▶ _RECORDS FOR PROCESSING_:
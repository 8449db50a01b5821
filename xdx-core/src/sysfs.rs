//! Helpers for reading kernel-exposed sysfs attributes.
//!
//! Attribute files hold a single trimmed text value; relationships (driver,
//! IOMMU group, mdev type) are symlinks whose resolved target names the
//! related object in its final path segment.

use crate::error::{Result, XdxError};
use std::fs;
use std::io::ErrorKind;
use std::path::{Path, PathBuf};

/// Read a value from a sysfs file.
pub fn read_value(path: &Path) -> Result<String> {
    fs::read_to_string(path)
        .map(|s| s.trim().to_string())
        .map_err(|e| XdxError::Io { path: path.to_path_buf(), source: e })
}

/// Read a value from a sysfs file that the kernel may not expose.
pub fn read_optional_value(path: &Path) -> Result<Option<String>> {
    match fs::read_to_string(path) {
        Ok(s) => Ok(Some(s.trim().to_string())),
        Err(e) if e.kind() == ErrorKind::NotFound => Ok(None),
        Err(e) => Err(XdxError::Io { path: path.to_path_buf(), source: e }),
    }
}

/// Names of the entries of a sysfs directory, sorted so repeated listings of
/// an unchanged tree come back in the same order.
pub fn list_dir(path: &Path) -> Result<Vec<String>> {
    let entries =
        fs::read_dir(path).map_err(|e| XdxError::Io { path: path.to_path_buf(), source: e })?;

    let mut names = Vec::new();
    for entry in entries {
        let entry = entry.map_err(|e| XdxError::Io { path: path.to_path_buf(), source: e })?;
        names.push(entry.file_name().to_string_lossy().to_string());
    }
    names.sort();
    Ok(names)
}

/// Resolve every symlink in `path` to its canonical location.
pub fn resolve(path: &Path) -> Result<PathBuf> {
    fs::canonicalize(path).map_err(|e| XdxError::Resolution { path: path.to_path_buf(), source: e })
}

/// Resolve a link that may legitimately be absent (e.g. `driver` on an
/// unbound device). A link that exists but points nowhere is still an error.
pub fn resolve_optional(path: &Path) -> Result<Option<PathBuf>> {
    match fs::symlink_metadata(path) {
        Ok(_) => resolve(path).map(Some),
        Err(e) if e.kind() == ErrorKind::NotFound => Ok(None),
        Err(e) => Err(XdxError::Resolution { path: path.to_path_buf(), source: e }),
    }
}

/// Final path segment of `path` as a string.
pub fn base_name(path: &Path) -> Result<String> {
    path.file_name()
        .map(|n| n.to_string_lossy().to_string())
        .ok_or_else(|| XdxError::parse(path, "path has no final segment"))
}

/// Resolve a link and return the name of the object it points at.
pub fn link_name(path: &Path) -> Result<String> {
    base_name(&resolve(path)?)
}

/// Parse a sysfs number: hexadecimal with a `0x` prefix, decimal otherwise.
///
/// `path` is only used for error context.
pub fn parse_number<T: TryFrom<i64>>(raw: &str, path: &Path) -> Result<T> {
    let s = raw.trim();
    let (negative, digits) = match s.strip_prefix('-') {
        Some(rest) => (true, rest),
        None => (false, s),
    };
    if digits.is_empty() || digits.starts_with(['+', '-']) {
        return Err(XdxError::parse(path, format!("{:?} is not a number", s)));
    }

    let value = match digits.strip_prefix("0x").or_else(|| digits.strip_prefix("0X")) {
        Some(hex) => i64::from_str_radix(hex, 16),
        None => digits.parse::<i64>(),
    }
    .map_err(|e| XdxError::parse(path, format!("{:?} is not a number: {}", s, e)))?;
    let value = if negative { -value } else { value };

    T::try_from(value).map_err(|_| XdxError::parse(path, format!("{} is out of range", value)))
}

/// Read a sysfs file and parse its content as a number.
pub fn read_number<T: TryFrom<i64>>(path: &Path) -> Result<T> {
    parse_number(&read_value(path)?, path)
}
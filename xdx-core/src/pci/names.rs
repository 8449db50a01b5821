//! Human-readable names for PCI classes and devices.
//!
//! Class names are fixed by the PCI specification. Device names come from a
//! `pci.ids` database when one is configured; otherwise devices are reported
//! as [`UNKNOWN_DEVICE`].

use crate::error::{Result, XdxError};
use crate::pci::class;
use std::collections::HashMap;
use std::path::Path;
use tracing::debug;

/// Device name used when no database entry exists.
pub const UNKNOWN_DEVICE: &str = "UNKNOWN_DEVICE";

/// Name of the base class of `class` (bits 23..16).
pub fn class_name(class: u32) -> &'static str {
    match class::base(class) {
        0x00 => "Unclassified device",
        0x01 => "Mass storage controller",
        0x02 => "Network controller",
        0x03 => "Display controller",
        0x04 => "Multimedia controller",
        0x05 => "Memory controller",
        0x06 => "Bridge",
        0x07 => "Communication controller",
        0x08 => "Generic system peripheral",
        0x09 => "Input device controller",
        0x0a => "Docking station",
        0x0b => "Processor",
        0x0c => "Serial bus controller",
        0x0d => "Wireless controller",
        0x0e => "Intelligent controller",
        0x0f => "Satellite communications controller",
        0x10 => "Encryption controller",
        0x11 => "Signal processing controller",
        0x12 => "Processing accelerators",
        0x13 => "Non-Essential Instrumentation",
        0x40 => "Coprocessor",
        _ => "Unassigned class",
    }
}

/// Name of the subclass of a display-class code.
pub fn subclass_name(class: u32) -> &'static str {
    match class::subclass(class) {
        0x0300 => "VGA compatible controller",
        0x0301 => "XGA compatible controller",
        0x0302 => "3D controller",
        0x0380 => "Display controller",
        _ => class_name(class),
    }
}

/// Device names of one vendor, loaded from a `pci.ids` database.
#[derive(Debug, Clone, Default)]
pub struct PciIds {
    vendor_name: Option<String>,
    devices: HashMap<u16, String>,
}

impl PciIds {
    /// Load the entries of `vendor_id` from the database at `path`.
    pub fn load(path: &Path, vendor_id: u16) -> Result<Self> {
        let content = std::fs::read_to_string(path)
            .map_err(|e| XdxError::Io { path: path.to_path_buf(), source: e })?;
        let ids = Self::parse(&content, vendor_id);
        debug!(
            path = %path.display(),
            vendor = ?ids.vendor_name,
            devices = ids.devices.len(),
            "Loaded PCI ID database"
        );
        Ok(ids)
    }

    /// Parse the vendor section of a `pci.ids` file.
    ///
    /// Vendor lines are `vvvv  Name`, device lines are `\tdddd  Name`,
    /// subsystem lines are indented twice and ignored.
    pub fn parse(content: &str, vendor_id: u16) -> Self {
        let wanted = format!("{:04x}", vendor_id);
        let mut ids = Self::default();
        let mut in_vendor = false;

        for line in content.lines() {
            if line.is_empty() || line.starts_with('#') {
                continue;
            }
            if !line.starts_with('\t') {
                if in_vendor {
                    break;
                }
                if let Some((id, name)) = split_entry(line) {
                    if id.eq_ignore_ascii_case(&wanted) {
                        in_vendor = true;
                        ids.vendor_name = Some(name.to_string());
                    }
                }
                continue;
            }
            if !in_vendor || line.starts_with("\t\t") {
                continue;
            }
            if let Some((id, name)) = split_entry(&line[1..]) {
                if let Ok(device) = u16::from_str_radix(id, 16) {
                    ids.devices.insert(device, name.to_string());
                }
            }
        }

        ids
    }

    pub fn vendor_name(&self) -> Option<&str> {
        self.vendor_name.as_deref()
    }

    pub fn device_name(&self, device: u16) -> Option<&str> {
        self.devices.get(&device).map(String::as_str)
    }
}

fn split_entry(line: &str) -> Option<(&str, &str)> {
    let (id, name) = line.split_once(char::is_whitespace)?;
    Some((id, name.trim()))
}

--

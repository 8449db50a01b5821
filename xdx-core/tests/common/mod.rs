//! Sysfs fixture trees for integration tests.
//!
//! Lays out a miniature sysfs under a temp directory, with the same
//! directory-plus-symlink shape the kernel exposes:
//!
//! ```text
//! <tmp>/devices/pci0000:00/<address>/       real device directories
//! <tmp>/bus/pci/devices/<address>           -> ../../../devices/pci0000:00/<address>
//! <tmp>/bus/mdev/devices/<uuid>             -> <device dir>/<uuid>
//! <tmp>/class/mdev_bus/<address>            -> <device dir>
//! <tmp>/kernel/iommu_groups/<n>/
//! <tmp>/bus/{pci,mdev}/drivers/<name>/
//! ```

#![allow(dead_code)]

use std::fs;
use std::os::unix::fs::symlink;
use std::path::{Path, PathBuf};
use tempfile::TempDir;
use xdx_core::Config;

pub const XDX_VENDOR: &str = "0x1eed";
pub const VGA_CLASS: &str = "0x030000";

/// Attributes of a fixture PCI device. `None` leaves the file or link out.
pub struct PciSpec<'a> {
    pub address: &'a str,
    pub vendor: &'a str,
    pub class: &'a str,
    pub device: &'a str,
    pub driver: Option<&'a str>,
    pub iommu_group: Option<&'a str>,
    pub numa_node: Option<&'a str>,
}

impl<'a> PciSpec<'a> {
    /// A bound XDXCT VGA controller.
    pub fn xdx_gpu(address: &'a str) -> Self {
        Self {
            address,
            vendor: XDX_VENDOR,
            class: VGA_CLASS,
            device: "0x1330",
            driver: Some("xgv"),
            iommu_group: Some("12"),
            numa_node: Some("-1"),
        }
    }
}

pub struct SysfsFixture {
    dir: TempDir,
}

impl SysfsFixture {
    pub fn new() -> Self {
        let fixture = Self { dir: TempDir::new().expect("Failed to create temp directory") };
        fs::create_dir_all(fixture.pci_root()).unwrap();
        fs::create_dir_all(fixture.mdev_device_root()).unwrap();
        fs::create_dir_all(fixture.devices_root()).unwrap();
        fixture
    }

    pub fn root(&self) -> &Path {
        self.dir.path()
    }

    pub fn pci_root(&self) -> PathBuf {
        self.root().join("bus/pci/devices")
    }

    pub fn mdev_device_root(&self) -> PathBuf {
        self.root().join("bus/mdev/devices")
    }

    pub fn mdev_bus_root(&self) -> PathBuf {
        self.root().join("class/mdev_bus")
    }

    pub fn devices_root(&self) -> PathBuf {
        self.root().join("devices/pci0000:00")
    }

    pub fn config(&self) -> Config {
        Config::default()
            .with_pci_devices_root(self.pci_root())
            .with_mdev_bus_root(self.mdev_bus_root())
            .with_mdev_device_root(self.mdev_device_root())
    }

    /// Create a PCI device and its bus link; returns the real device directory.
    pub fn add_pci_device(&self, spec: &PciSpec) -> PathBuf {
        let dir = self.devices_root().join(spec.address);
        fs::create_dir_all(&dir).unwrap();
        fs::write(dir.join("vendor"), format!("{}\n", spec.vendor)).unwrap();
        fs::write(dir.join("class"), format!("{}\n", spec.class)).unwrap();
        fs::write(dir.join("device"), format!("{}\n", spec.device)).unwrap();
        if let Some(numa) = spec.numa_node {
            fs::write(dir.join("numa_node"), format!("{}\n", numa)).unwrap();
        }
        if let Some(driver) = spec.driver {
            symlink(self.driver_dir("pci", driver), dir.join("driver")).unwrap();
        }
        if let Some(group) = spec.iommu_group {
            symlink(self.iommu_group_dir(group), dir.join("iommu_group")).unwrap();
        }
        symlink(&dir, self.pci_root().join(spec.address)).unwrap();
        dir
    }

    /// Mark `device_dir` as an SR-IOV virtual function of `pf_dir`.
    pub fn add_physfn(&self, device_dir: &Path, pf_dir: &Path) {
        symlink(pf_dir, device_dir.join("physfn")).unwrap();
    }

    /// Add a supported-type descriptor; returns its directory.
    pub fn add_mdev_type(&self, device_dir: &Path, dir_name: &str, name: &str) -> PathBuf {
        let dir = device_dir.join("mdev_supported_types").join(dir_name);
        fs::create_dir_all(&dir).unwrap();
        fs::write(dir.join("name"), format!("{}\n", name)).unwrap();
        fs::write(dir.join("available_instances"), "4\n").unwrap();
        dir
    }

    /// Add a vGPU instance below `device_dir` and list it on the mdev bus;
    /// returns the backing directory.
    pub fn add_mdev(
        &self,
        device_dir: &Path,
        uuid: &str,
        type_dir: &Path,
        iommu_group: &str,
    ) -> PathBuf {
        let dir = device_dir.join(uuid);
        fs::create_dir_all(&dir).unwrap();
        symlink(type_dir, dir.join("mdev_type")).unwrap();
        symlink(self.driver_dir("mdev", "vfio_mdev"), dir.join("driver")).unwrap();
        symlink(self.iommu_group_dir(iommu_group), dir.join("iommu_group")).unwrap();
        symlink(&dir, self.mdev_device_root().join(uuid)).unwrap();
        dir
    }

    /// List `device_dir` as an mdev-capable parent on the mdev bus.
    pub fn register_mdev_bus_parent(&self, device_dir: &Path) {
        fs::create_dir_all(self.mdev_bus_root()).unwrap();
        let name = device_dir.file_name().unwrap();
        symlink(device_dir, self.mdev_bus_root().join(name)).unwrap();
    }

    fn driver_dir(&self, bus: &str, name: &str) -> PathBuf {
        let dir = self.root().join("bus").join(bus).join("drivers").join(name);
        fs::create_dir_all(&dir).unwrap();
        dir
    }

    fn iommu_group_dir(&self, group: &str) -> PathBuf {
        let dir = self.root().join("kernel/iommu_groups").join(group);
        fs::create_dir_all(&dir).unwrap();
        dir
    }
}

==

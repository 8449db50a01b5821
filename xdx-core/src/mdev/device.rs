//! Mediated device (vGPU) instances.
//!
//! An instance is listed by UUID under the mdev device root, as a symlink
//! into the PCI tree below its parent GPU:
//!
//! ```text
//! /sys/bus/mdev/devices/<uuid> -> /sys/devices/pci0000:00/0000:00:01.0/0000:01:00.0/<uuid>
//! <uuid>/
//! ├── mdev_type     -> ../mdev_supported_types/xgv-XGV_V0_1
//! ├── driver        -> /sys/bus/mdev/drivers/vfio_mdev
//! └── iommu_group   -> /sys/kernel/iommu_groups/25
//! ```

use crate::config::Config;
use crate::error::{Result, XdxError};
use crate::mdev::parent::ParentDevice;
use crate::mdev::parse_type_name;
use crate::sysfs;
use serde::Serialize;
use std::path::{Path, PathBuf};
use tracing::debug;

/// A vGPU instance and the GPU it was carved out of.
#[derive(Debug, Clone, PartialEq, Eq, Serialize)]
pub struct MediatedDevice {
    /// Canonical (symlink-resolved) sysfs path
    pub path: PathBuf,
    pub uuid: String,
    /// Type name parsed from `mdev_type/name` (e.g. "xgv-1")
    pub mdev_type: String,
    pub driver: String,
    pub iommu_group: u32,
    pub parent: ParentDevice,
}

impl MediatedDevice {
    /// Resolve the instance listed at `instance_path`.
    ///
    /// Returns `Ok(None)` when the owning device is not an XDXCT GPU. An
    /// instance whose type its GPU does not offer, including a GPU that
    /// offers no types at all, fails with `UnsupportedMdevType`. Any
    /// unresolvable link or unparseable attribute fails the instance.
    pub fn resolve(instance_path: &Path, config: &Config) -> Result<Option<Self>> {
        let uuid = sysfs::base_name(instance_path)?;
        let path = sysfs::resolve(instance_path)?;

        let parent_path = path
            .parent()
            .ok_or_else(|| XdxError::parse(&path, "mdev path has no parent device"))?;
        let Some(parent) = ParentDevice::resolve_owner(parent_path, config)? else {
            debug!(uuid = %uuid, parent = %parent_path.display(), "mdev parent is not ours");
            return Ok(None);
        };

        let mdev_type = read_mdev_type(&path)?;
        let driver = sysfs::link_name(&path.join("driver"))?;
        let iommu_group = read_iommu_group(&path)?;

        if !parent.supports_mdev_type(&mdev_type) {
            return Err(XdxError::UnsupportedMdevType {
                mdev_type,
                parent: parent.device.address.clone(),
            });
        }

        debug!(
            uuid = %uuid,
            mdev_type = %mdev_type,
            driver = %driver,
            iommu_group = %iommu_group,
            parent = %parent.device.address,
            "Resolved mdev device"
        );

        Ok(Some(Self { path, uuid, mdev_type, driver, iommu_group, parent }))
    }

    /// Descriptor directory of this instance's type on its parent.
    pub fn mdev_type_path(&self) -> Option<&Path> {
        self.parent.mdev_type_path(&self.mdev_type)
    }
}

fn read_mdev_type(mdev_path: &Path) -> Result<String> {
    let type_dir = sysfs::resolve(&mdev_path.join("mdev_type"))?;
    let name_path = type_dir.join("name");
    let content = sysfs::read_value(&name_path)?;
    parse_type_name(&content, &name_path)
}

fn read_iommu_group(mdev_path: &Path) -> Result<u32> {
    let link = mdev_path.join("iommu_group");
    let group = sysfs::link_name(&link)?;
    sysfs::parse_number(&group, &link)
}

▶ _WHAT THE TASK ASKS_: All lines that contain the word "points" must be copied from the records above.

▶ _EXPECTED ANSWER_:
/// unbound device). A link that exists but points nowhere is still an error.
/// Resolve a link and return the name of the object it points at.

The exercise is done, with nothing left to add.